- _WORK INSTRUCTION_
Exactly how many lines below mention "next"? Answer with that number alone.
GIVEN RECORDS Start Marker
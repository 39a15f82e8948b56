//! Actions produced by the OSC interpreter
//!
//! This module defines the discrete actions handed to the embedding
//! terminal: semantic segments, cursor shape changes, clipboard writes, and
//! desktop notifications. Actions are plain data; applying them (writing the
//! OS clipboard, annotating grid cells, raising a notification) is the
//! consumer's job.

use serde::{Deserialize, Serialize};

/// Semantic classification of a labeled column range
#[derive(Debug, Clone, Copy, PartialEq, Eq, Hash, Serialize, Deserialize)]
pub enum SemanticType {
    /// Shell prompt text (between OSC 133;A and OSC 133;B)
    Prompt,
    /// Command input text (between OSC 133;B and OSC 133;C)
    CommandInput,
    /// Zero-width marker where a command finished (OSC 133;D)
    CommandFinished,
    /// Hyperlink span (OSC 8)
    Hyperlink,
    /// Free-form annotation spanning the row (OSC 1337 AddAnnotation)
    Annotation,
}

impl std::fmt::Display for SemanticType {
    fn fmt(&self, f: &mut std::fmt::Formatter<'_>) -> std::fmt::Result {
        match self {
            SemanticType::Prompt => write!(f, "prompt"),
            SemanticType::CommandInput => write!(f, "command_input"),
            SemanticType::CommandFinished => write!(f, "command_finished"),
            SemanticType::Hyperlink => write!(f, "hyperlink"),
            SemanticType::Annotation => write!(f, "annotation"),
        }
    }
}

/// Cursor shape requested via OSC 1337 SetCursorShape
#[derive(Debug, Clone, Copy, PartialEq, Eq, Default, Serialize, Deserialize)]
pub enum CursorShape {
    /// Filled block covering the cell (shape 0)
    #[default]
    Block,
    /// Vertical bar at the left cell edge (shape 1)
    BarLeft,
    /// Underline along the cell baseline (shape 2)
    Underline,
}

impl CursorShape {
    /// Parse a shape from its SetCursorShape parameter
    pub fn from_param(param: u8) -> Self {
        match param {
            0 => Self::Block,
            1 => Self::BarLeft,
            2 => Self::Underline,
            _ => Self::Block, // Unknown shapes default to block
        }
    }

    /// Convert the shape back to its SetCursorShape parameter value
    pub fn to_param(self) -> u8 {
        match self {
            Self::Block => 0,
            Self::BarLeft => 1,
            Self::Underline => 2,
        }
    }
}

impl std::fmt::Display for CursorShape {
    fn fmt(&self, f: &mut std::fmt::Formatter<'_>) -> std::fmt::Result {
        match self {
            CursorShape::Block => write!(f, "block"),
            CursorShape::BarLeft => write!(f, "bar_left"),
            CursorShape::Underline => write!(f, "underline"),
        }
    }
}

/// Desktop notification urgency
#[derive(Debug, Clone, Copy, PartialEq, Eq, Default, Serialize, Deserialize)]
pub enum Urgency {
    /// Low priority (0)
    Low,
    /// Normal priority (1)
    #[default]
    Normal,
    /// Critical priority (2)
    Critical,
}

impl Urgency {
    /// Remap a kitty OSC 99 `e=` value (0-5+) onto the three-level scale
    pub fn from_kitty_param(param: u8) -> Self {
        match param {
            0 | 1 => Self::Low,
            2 => Self::Normal,
            _ => Self::Critical,
        }
    }

    /// Convert the urgency to its numeric value
    pub fn to_param(self) -> u8 {
        match self {
            Self::Low => 0,
            Self::Normal => 1,
            Self::Critical => 2,
        }
    }
}

/// Discrete action for the embedding terminal to apply
///
/// Actions are immutable once constructed and must be applied in the order
/// they were returned from [`crate::OscInterpreter::parse`].
#[derive(Debug, Clone, PartialEq, Eq, Serialize, Deserialize)]
pub enum Action {
    /// A labeled column range on one row
    AddSegment {
        /// Row the segment lies on
        row: usize,
        /// First column of the segment (inclusive)
        start_col: usize,
        /// End column of the segment (exclusive); equals `start_col` only
        /// for `CommandFinished` markers
        end_col: usize,
        /// Semantic classification of the range
        kind: SemanticType,
        /// Kind-specific payload: the URL for hyperlinks, the exit code for
        /// finished commands, the message for annotations
        metadata: Option<String>,
        /// Prompt cycle the segment belongs to
        prompt_id: u64,
    },
    /// Change the cursor shape
    SetCursorShape {
        /// Requested shape
        shape: CursorShape,
    },
    /// Write decoded text to a clipboard selection
    ClipboardCopy {
        /// Selection target as sent on the wire (may be empty)
        selection: String,
        /// Decoded clipboard text (may be empty)
        data: String,
    },
    /// Raise a desktop notification
    Notification {
        /// Notification title; `None` when the wire format carries none
        title: Option<String>,
        /// Notification body
        body: String,
        /// Delivery urgency
        urgency: Urgency,
    },
}
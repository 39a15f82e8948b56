//! Clipboard OSC sequence handling (OSC 52)

use crate::action::Action;
use crate::debug;
use base64::{engine::general_purpose::STANDARD as BASE64, Engine};

use super::OscInterpreter;

impl OscInterpreter {
    pub(crate) fn handle_clipboard(&mut self, payload: &str) -> Vec<Action> {
        // Format: selection ; base64-data
        let Some((selection, data)) = payload.split_once(';') else {
            debug::log(
                debug::DebugLevel::Debug,
                "OSC52",
                "Missing selection/data separator, ignoring",
            );
            return Vec::new();
        };

        if !self.allow_clipboard_write {
            debug::log(
                debug::DebugLevel::Debug,
                "OSC52",
                "Clipboard writes disabled, ignoring",
            );
            return Vec::new();
        }

        // Read requests are never honored
        if data == "?" {
            debug::log(
                debug::DebugLevel::Debug,
                "OSC52",
                "Refusing clipboard read request",
            );
            return Vec::new();
        }

        if data.is_empty() {
            return vec![Action::ClipboardCopy {
                selection: selection.to_string(),
                data: String::new(),
            }];
        }

        // Callers that pre-decode send plain text here; a failed decode (or
        // one that yields non-UTF-8 bytes) falls back to the raw payload.
        let decoded = match BASE64.decode(data.as_bytes()) {
            Ok(bytes) => match String::from_utf8(bytes) {
                Ok(text) => text,
                Err(_) => data.to_string(),
            },
            Err(_) => data.to_string(),
        };

        vec![Action::ClipboardCopy {
            selection: selection.to_string(),
            data: decoded,
        }]
    }
}
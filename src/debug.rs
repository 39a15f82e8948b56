//! Debug logging utilities
//!
//! Diagnostics are off by default; the `TERM_OSC_INTERP_DEBUG` environment
//! variable selects a level (`error`, `warn`, `info`, `debug`, `trace`, or
//! the equivalent number 1-5). Messages go to stderr with their category so
//! individual sequence families can be grepped out of a session log.

use std::sync::OnceLock;

/// Logging verbosity, in increasing order of detail
#[derive(Debug, Clone, Copy, PartialEq, Eq, PartialOrd, Ord)]
pub enum DebugLevel {
    /// Logging disabled
    Off,
    /// Unrecoverable problems
    Error,
    /// Suspicious input worth surfacing
    Warn,
    /// High-level lifecycle messages
    Info,
    /// Per-sequence decisions (rejected payloads, state transitions)
    Debug,
    /// Every dispatched sequence
    Trace,
}

impl DebugLevel {
    fn from_env(value: &str) -> Self {
        match value.trim().to_ascii_lowercase().as_str() {
            "1" | "error" => Self::Error,
            "2" | "warn" => Self::Warn,
            "3" | "info" => Self::Info,
            "4" | "debug" => Self::Debug,
            "5" | "trace" => Self::Trace,
            _ => Self::Off,
        }
    }
}

static LEVEL: OnceLock<DebugLevel> = OnceLock::new();

/// Current logging level, read from the environment once and cached
pub fn level() -> DebugLevel {
    *LEVEL.get_or_init(|| {
        std::env::var("TERM_OSC_INTERP_DEBUG")
            .map(|value| DebugLevel::from_env(&value))
            .unwrap_or(DebugLevel::Off)
    })
}

/// Check whether messages at `at` are currently emitted
pub fn enabled(at: DebugLevel) -> bool {
    at != DebugLevel::Off && at <= level()
}

/// Log a message under a category (e.g. "OSC52") at the given level
pub fn log(at: DebugLevel, category: &str, message: &str) {
    if enabled(at) {
        eprintln!("[{}] {}", category, message);
    }
}

/// Trace-log a dispatched sequence before any handler runs
pub fn log_osc_dispatch(command: u16, payload: &str) {
    if enabled(DebugLevel::Trace) {
        eprintln!(
            "[OSC] dispatch command={} payload_len={}",
            command,
            payload.len()
        );
    }
}

#[cfg(test)]
mod tests {
    use super::*;

    #[test]
    fn test_level_parsing() {
        assert_eq!(DebugLevel::from_env("debug"), DebugLevel::Debug);
        assert_eq!(DebugLevel::from_env("4"), DebugLevel::Debug);
        assert_eq!(DebugLevel::from_env("TRACE"), DebugLevel::Trace);
        assert_eq!(DebugLevel::from_env(""), DebugLevel::Off);
        assert_eq!(DebugLevel::from_env("nonsense"), DebugLevel::Off);
    }

    #[test]
    fn test_level_ordering() {
        assert!(DebugLevel::Trace > DebugLevel::Debug);
        assert!(DebugLevel::Debug > DebugLevel::Info);
        assert!(DebugLevel::Off < DebugLevel::Error);
    }
}
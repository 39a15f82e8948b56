// Clipboard (OSC 52) tests
use crate::action::Action;
use crate::interpreter::OscInterpreter;

fn clipboard_copy(selection: &str, data: &str) -> Action {
    Action::ClipboardCopy {
        selection: selection.to_string(),
        data: data.to_string(),
    }
}

#[test]
fn test_clipboard_write_base64() {
    let mut interp = OscInterpreter::new();
    let actions = interp.parse(52, "c;SGVsbG8gV29ybGQ=", 0, 0, 80);
    assert_eq!(actions, vec![clipboard_copy("c", "Hello World")]);
}

#[test]
fn test_clipboard_write_base64_with_punctuation() {
    let mut interp = OscInterpreter::new();
    let actions = interp.parse(52, "c;SGVsbG8sIFdvcmxkIQ==", 0, 0, 80);
    assert_eq!(actions, vec![clipboard_copy("c", "Hello, World!")]);
}

#[test]
fn test_clipboard_missing_separator_rejected() {
    let mut interp = OscInterpreter::new();
    assert!(interp.parse(52, "SGVsbG8=", 0, 0, 80).is_empty());
}

#[test]
fn test_clipboard_read_request_refused() {
    let mut interp = OscInterpreter::new();
    assert!(interp.parse(52, "c;?", 0, 0, 80).is_empty());
}

#[test]
fn test_clipboard_empty_data() {
    let mut interp = OscInterpreter::new();
    let actions = interp.parse(52, "c;", 0, 0, 80);
    assert_eq!(actions, vec![clipboard_copy("c", "")]);
}

#[test]
fn test_clipboard_empty_selection_is_distinct() {
    // An empty selection is a valid selection identifier, not an alias for c
    let mut interp = OscInterpreter::new();
    let actions = interp.parse(52, ";SGVsbG8=", 0, 0, 80);
    assert_eq!(actions, vec![clipboard_copy("", "Hello")]);
}

#[test]
fn test_clipboard_primary_selection() {
    let mut interp = OscInterpreter::new();
    let actions = interp.parse(52, "p;SGVsbG8=", 0, 0, 80);
    assert_eq!(actions, vec![clipboard_copy("p", "Hello")]);
}

#[test]
fn test_clipboard_non_base64_passes_through() {
    let mut interp = OscInterpreter::new();
    let actions = interp.parse(52, "c;not base64!!", 0, 0, 80);
    assert_eq!(actions, vec![clipboard_copy("c", "not base64!!")]);
}

#[test]
fn test_clipboard_base64_decoding_to_invalid_utf8_passes_through() {
    // /w== decodes to 0xFF, which is not valid UTF-8
    let mut interp = OscInterpreter::new();
    let actions = interp.parse(52, "c;/w==", 0, 0, 80);
    assert_eq!(actions, vec![clipboard_copy("c", "/w==")]);
}

#[test]
fn test_clipboard_data_may_contain_separator() {
    // Only the first semicolon separates selection from data
    let mut interp = OscInterpreter::new();
    let actions = interp.parse(52, "c;raw;text", 0, 0, 80);
    assert_eq!(actions, vec![clipboard_copy("c", "raw;text")]);
}

#[test]
fn test_clipboard_write_disabled() {
    let mut interp = OscInterpreter::new();
    interp.set_allow_clipboard_write(false);
    assert!(interp.parse(52, "c;SGVsbG8=", 0, 0, 80).is_empty());

    interp.set_allow_clipboard_write(true);
    assert_eq!(
        interp.parse(52, "c;SGVsbG8=", 0, 0, 80),
        vec![clipboard_copy("c", "Hello")]
    );
}
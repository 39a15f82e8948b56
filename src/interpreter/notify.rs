//! Notification OSC sequence handling (OSC 9, 99, 777)
//!
//! Three unrelated notification conventions are normalized onto one
//! [`Action::Notification`] shape:
//!
//! - OSC 9 (iTerm2/ConEmu): the payload is the body, verbatim
//! - OSC 99 (kitty): `key=value` fields plus one bare body/title field
//! - OSC 777 (urxvt): `notify;title;body`

use crate::action::{Action, Urgency};
use crate::debug;

use super::OscInterpreter;

impl OscInterpreter {
    pub(crate) fn handle_notify(&mut self, command: u16, payload: &str) -> Vec<Action> {
        match command {
            9 => self.handle_notify_simple(payload),
            99 => self.handle_notify_kitty(payload),
            777 => self.handle_notify_urxvt(payload),
            _ => Vec::new(),
        }
    }

    fn handle_notify_simple(&mut self, payload: &str) -> Vec<Action> {
        if payload.trim().is_empty() {
            return Vec::new();
        }

        vec![Action::Notification {
            title: None,
            body: payload.to_string(),
            urgency: Urgency::Normal,
        }]
    }

    fn handle_notify_kitty(&mut self, payload: &str) -> Vec<Action> {
        let mut payload_type: Option<&str> = None;
        let mut urgency = Urgency::Normal;
        let mut body_field: Option<&str> = None;
        let mut bare: Option<&str> = None;

        for field in payload.split(';') {
            if let Some((key, value)) = field.split_once('=') {
                match key {
                    "p" => payload_type = Some(value),
                    "e" => {
                        urgency = value
                            .trim()
                            .parse::<u8>()
                            .map(Urgency::from_kitty_param)
                            .unwrap_or_default();
                    }
                    // Notification id, unused downstream
                    "i" => {}
                    "body" => body_field = Some(value),
                    _ => {}
                }
            } else {
                bare = Some(field);
            }
        }

        let (title, body) = if payload_type == Some("title") {
            (bare, body_field.unwrap_or(""))
        } else {
            (None, bare.unwrap_or(""))
        };

        let title = title
            .filter(|t| !t.trim().is_empty())
            .map(|t| t.to_string());

        if title.is_none() && body.trim().is_empty() {
            debug::log(
                debug::DebugLevel::Debug,
                "OSC99",
                "Blank notification, ignoring",
            );
            return Vec::new();
        }

        vec![Action::Notification {
            title,
            body: body.to_string(),
            urgency,
        }]
    }

    fn handle_notify_urxvt(&mut self, payload: &str) -> Vec<Action> {
        // The body is the third field and may itself contain semicolons
        let mut fields = payload.splitn(3, ';');
        let subcommand = fields.next().unwrap_or("");

        if subcommand != "notify" {
            debug::log(
                debug::DebugLevel::Debug,
                "OSC777",
                &format!("Unsupported OSC 777 subcommand: {}", subcommand),
            );
            return Vec::new();
        }

        let title_field = fields.next().unwrap_or("");
        let body_field = fields.next().unwrap_or("");

        let title = if title_field.trim().is_empty() {
            None
        } else {
            Some(title_field.to_string())
        };

        let body = if body_field.trim().is_empty() {
            title.clone().unwrap_or_default()
        } else {
            body_field.to_string()
        };

        if title.is_none() && body.trim().is_empty() {
            return Vec::new();
        }

        vec![Action::Notification {
            title,
            body,
            urgency: Urgency::Normal,
        }]
    }
}
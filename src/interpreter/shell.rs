//! Shell integration OSC sequence handling (OSC 133)
//!
//! FinalTerm-style markers emitted by shells to delimit the prompt, the
//! typed command, and its output:
//!
//! - `A` prompt start
//! - `B` command input start (prompt end)
//! - `C` command output start (input end)
//! - `D;<exit>` command finished
//!
//! `A` starts a new prompt cycle; `B` and `C` close off the column range
//! accumulated since the last boundary into `Prompt` / `CommandInput`
//! segments, and `D` drops a zero-width `CommandFinished` marker carrying
//! the exit code.

use crate::action::{Action, SemanticType};
use crate::debug;

use super::OscInterpreter;

impl OscInterpreter {
    pub(crate) fn handle_shell(
        &mut self,
        payload: &str,
        cursor_row: usize,
        cursor_col: usize,
    ) -> Vec<Action> {
        match payload.chars().next() {
            Some('A') => {
                self.current_prompt_id += 1;
                self.current_segment_start_col = cursor_col;
                Vec::new()
            }
            Some('B') => {
                let mut actions = Vec::new();
                if self.current_segment_start_col < cursor_col {
                    actions.push(Action::AddSegment {
                        row: cursor_row,
                        start_col: self.current_segment_start_col,
                        end_col: cursor_col,
                        kind: SemanticType::Prompt,
                        metadata: None,
                        prompt_id: self.current_prompt_id,
                    });
                }
                self.current_segment_start_col = cursor_col;
                actions
            }
            Some('C') => {
                // The segment origin stays where B left it; a following B
                // without a new A reuses it.
                if self.current_segment_start_col < cursor_col {
                    return vec![Action::AddSegment {
                        row: cursor_row,
                        start_col: self.current_segment_start_col,
                        end_col: cursor_col,
                        kind: SemanticType::CommandInput,
                        metadata: None,
                        prompt_id: self.current_prompt_id,
                    }];
                }
                Vec::new()
            }
            Some('D') => {
                let exit_code = payload.get(2..).filter(|code| !code.is_empty()).unwrap_or("0");
                vec![Action::AddSegment {
                    row: cursor_row,
                    start_col: cursor_col,
                    end_col: cursor_col,
                    kind: SemanticType::CommandFinished,
                    metadata: Some(exit_code.to_string()),
                    prompt_id: self.current_prompt_id,
                }]
            }
            _ => {
                debug::log(
                    debug::DebugLevel::Debug,
                    "OSC133",
                    &format!("Unsupported shell integration marker: {}", payload),
                );
                Vec::new()
            }
        }
    }
}
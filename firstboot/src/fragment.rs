//! Raw configuration fragments and their provenance.

use std::fmt;

use serde::{Deserialize, Serialize};
use sha2::{Digest, Sha256};

/// Origin slot a fragment came from.
#[derive(Debug, Clone, Copy, PartialEq, Eq, Hash, PartialOrd, Ord, Serialize, Deserialize)]
#[serde(rename_all = "lowercase")]
pub enum Provenance {
    /// Locally staged `base.ign`
    Base,
    /// Locally staged `user.ign`
    User,
    /// Platform provider (metadata volume, config file)
    Provider,
}

impl Provenance {
    pub const ALL: [Provenance; 3] = [Provenance::Base, Provenance::User, Provenance::Provider];

    pub fn as_str(self) -> &'static str {
        match self {
            Provenance::Base => "base",
            Provenance::User => "user",
            Provenance::Provider => "provider",
        }
    }
}

impl fmt::Display for Provenance {
    fn fmt(&self, f: &mut fmt::Formatter<'_>) -> fmt::Result {
        f.write_str(self.as_str())
    }
}

/// An uninterpreted configuration payload. Immutable once created.
#[derive(Clone, PartialEq, Eq)]
pub struct RawFragment {
    provenance: Provenance,
    bytes: Vec<u8>,
}

impl RawFragment {
    pub fn new(provenance: Provenance, bytes: Vec<u8>) -> Self {
        Self { provenance, bytes }
    }

    pub fn provenance(&self) -> Provenance {
        self.provenance
    }

    pub fn bytes(&self) -> &[u8] {
        &self.bytes
    }

    pub fn len(&self) -> usize {
        self.bytes.len()
    }

    pub fn is_empty(&self) -> bool {
        self.bytes.is_empty()
    }

    /// Hex SHA-256 of the payload, for reports.
    pub fn sha256(&self) -> String {
        hex::encode(Sha256::digest(&self.bytes))
    }

    /// Hand the payload over to the parser.
    pub fn into_bytes(self) -> Vec<u8> {
        self.bytes
    }
}

// Payloads may carry secrets; keep them out of debug logs.
impl fmt::Debug for RawFragment {
    fn fmt(&self, f: &mut fmt::Formatter<'_>) -> fmt::Result {
        f.debug_struct("RawFragment")
            .field("provenance", &self.provenance)
            .field("len", &self.bytes.len())
            .finish()
    }
}

/// At most one fragment per provenance.
#[derive(Debug, Clone, Default, PartialEq, Eq)]
pub struct FragmentSet {
    base: Option<RawFragment>,
    user: Option<RawFragment>,
    provider: Option<RawFragment>,
}

impl FragmentSet {
    pub fn new() -> Self {
        Self::default()
    }

    /// Build a set from the optional payload of each slot.
    pub fn from_parts(
        base: Option<Vec<u8>>,
        user: Option<Vec<u8>>,
        provider: Option<Vec<u8>>,
    ) -> Self {
        Self {
            base: base.map(|b| RawFragment::new(Provenance::Base, b)),
            user: user.map(|b| RawFragment::new(Provenance::User, b)),
            provider: provider.map(|b| RawFragment::new(Provenance::Provider, b)),
        }
    }

    /// Store a fragment in its provenance slot, returning the one it replaced.
    pub fn insert(&mut self, fragment: RawFragment) -> Option<RawFragment> {
        self.slot_mut(fragment.provenance()).replace(fragment)
    }

    pub fn get(&self, provenance: Provenance) -> Option<&RawFragment> {
        match provenance {
            Provenance::Base => self.base.as_ref(),
            Provenance::User => self.user.as_ref(),
            Provenance::Provider => self.provider.as_ref(),
        }
    }

    pub fn contains(&self, provenance: Provenance) -> bool {
        self.get(provenance).is_some()
    }

    pub fn is_empty(&self) -> bool {
        Provenance::ALL.iter().all(|p| !self.contains(*p))
    }

    /// Fragments in slot order (base, user, provider).
    pub fn into_fragments(self) -> impl Iterator<Item = RawFragment> {
        [self.base, self.user, self.provider].into_iter().flatten()
    }

    fn slot_mut(&mut self, provenance: Provenance) -> &mut Option<RawFragment> {
        match provenance {
            Provenance::Base => &mut self.base,
            Provenance::User => &mut self.user,
            Provenance::Provider => &mut self.provider,
        }
    }
}
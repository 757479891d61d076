//! Configuration providers.
//!
//! A provider yields zero or one raw configuration payload:
//! - `Ok(Some(raw))`: configuration found
//! - `Ok(None)`: this provider has nothing configured; try the next one
//! - `Err(..)`: configured but the fetch failed
//!
//! Implementations:
//! - Azure / Azure Stack: OVF metadata volume
//! - File: an explicitly configured path
//!
//! The locally staged base/user fragments are read by [`system`].

pub mod azure;
pub mod error;
pub mod file;
pub mod ovf;
pub mod system;

use firstboot_shared::errors::FirstbootResult;

pub use error::{DeviceError, FetchError};
pub use file::FileProvider;
pub use ovf::{DeviceConfigReader, MountingReader, OvfFetcher, OvfProvider};

/// Source of the platform ("provider") configuration fragment.
pub trait ConfigProvider {
    /// Short name used in logs and reports.
    fn name(&self) -> &'static str;

    fn fetch(&self) -> FirstbootResult<Option<Vec<u8>>>;
}

impl<T: ConfigProvider + ?Sized> ConfigProvider for Box<T> {
    fn name(&self) -> &'static str {
        (**self).name()
    }

    fn fetch(&self) -> FirstbootResult<Option<Vec<u8>>> {
        (**self).fetch()
    }
}

/// Providers tried in order; the first one with configuration wins.
///
/// `Ok(None)` falls through to the next provider, an error stops the chain.
#[derive(Default)]
pub struct ProviderChain {
    providers: Vec<Box<dyn ConfigProvider>>,
}

impl ProviderChain {
    pub fn new() -> Self {
        Self::default()
    }

    pub fn push(&mut self, provider: Box<dyn ConfigProvider>) {
        self.providers.push(provider);
    }

    pub fn with(mut self, provider: impl ConfigProvider + 'static) -> Self {
        self.push(Box::new(provider));
        self
    }

    pub fn is_empty(&self) -> bool {
        self.providers.is_empty()
    }

    pub fn names(&self) -> Vec<&'static str> {
        self.providers.iter().map(|p| p.name()).collect()
    }

    /// Fetch from the first provider that has configuration.
    ///
    /// Returns the winning provider's name with the payload.
    pub fn fetch_first(&self) -> FirstbootResult<Option<(&'static str, Vec<u8>)>> {
        for provider in &self.providers {
            tracing::debug!(provider = provider.name(), "Fetching provider config");
            if let Some(raw) = provider.fetch()? {
                return Ok(Some((provider.name(), raw)));
            }
            tracing::info!(provider = provider.name(), "No provider config");
        }
        Ok(None)
    }
}

impl ConfigProvider for ProviderChain {
    fn name(&self) -> &'static str {
        "chain"
    }

    fn fetch(&self) -> FirstbootResult<Option<Vec<u8>>> {
        Ok(self.fetch_first()?.map(|(_, raw)| raw))
    }
}

impl std::fmt::Debug for ProviderChain {
    fn fmt(&self, f: &mut std::fmt::Formatter<'_>) -> std::fmt::Result {
        f.debug_struct("ProviderChain")
            .field("providers", &self.names())
            .finish()
    }
}
//! Locally staged fragments.
//!
//! The image (or an operator) may stage `base.ign` and `user.ign` in the
//! system config directory. A missing file means "no fragment", never an error.

use std::fs;
use std::io;
use std::path::Path;

use firstboot_shared::SystemConfigLayout;
use firstboot_shared::errors::{FirstbootError, FirstbootResult};

/// Read `filename` from `dir`.
///
/// # Returns
/// * `Ok(Some(raw))` - the file exists (possibly empty)
/// * `Ok(None)` - the file does not exist
/// * `Err(FirstbootError::Fragment)` - any other read failure
pub fn read_fragment(dir: &Path, filename: &str) -> FirstbootResult<Option<Vec<u8>>> {
    read_config_file(&dir.join(filename))
}

/// Base fragment from the staged layout.
pub fn fetch_base_config(layout: &SystemConfigLayout) -> FirstbootResult<Option<Vec<u8>>> {
    read_config_file(&layout.base_config())
}

/// User fragment from the staged layout.
pub fn fetch_user_config(layout: &SystemConfigLayout) -> FirstbootResult<Option<Vec<u8>>> {
    read_config_file(&layout.user_config())
}

pub(crate) fn read_config_file(path: &Path) -> FirstbootResult<Option<Vec<u8>>> {
    tracing::info!("Reading config file {}", path.display());

    match fs::read(path) {
        Ok(raw) => Ok(Some(raw)),
        Err(e) if e.kind() == io::ErrorKind::NotFound => {
            tracing::info!("No config at {}", path.display());
            Ok(None)
        }
        Err(e) => {
            tracing::error!("Couldn't read config {}: {}", path.display(), e);
            Err(FirstbootError::fragment(path, e))
        }
    }
}

#[cfg(test)]
mod tests {
    use super::*;
    use tempfile::TempDir;

    #[test]
    fn test_missing_fragment_is_none() {
        let dir = TempDir::new().unwrap();
        assert!(read_fragment(dir.path(), "user.ign").unwrap().is_none());
    }

    #[test]
    fn test_missing_directory_is_none() {
        let dir = TempDir::new().unwrap();
        let missing = dir.path().join("nope");
        assert!(read_fragment(&missing, "base.ign").unwrap().is_none());
    }

    #[test]
    fn test_present_fragment() {
        let dir = TempDir::new().unwrap();
        fs::write(dir.path().join("base.ign"), b"{\"base\":true}").unwrap();

        let layout = SystemConfigLayout::new(dir.path());
        let raw = fetch_base_config(&layout).unwrap();
        assert_eq!(raw.as_deref(), Some(&b"{\"base\":true}"[..]));
        assert!(fetch_user_config(&layout).unwrap().is_none());
    }

    #[test]
    fn test_empty_fragment_is_present() {
        let dir = TempDir::new().unwrap();
        fs::write(dir.path().join("user.ign"), b"").unwrap();

        let raw = read_fragment(dir.path(), "user.ign").unwrap();
        assert_eq!(raw, Some(Vec::new()));
    }

    #[test]
    fn test_directory_in_place_of_file_is_error() {
        let dir = TempDir::new().unwrap();
        fs::create_dir(dir.path().join("user.ign")).unwrap();

        let err = read_fragment(dir.path(), "user.ign").unwrap_err();
        match err {
            FirstbootError::Fragment { path, .. } => {
                assert_eq!(path, dir.path().join("user.ign"));
            }
            other => panic!("expected fragment error, got {other:?}"),
        }
    }
}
GIVEN RECORDS End Marker
- _ANSWER TO THIS EXERCISE_
6